Could you return each line of the material that has "omitted" in it?

───── The data ─────

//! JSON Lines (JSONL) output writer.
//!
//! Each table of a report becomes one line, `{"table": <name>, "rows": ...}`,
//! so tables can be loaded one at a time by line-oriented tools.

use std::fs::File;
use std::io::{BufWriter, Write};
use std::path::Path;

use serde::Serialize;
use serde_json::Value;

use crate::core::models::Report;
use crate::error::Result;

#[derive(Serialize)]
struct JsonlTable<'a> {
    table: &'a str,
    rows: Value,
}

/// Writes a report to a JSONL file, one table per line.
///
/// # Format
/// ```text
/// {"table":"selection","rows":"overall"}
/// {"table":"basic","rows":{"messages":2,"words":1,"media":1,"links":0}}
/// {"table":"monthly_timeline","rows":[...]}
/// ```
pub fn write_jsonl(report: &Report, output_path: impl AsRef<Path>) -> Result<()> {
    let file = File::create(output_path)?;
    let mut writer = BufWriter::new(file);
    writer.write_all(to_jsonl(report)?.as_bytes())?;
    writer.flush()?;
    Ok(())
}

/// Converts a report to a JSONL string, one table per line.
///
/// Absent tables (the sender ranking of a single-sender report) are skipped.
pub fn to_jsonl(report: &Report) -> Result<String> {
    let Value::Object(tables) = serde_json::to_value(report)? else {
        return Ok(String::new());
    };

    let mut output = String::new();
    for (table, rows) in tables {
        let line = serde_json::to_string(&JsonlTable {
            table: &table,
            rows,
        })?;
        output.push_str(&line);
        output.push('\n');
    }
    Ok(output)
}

─────
───── The data ─────

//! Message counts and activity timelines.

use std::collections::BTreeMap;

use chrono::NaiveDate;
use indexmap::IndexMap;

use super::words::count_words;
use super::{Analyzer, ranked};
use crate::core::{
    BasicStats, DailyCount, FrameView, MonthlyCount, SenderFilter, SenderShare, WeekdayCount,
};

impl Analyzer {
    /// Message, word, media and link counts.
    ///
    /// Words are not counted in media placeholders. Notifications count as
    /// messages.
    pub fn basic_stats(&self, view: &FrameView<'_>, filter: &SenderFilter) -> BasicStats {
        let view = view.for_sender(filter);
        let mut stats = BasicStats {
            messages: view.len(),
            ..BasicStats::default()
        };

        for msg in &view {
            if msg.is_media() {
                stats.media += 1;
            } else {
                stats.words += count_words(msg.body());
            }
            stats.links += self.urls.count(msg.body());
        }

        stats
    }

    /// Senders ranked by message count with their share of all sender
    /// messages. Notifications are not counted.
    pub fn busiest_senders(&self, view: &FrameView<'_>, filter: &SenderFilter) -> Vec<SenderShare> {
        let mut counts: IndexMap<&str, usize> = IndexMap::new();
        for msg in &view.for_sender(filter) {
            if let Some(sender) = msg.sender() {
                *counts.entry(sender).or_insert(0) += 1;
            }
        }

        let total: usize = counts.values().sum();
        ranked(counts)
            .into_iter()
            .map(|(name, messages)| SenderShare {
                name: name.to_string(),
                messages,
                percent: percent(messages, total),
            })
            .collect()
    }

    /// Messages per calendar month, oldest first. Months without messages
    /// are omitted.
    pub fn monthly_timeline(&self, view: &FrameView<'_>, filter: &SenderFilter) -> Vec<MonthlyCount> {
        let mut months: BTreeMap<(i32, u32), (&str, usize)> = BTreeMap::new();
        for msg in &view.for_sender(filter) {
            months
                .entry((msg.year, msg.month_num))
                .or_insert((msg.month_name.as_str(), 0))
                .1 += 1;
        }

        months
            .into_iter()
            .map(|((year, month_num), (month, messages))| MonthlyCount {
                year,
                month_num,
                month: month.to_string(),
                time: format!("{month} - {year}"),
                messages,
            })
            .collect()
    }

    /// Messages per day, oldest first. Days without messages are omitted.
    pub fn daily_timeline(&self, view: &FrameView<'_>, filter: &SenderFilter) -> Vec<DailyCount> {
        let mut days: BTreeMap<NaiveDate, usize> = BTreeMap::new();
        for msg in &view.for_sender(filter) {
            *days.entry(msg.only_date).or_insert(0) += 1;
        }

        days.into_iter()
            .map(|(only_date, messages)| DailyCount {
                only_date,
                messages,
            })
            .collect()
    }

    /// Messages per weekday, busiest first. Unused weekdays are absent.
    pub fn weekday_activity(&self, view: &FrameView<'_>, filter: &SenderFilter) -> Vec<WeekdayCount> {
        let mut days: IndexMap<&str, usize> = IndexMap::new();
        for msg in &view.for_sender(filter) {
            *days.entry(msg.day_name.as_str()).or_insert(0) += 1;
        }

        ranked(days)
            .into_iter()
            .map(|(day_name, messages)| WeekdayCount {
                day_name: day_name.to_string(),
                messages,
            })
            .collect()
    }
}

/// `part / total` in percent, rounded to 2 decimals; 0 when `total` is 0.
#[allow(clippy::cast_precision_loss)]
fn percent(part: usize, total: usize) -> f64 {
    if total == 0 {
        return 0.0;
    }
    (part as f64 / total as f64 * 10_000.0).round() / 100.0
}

─────

» Answer below:
    /// are omitted.
    /// Messages per day, oldest first. Days without messages are omitted.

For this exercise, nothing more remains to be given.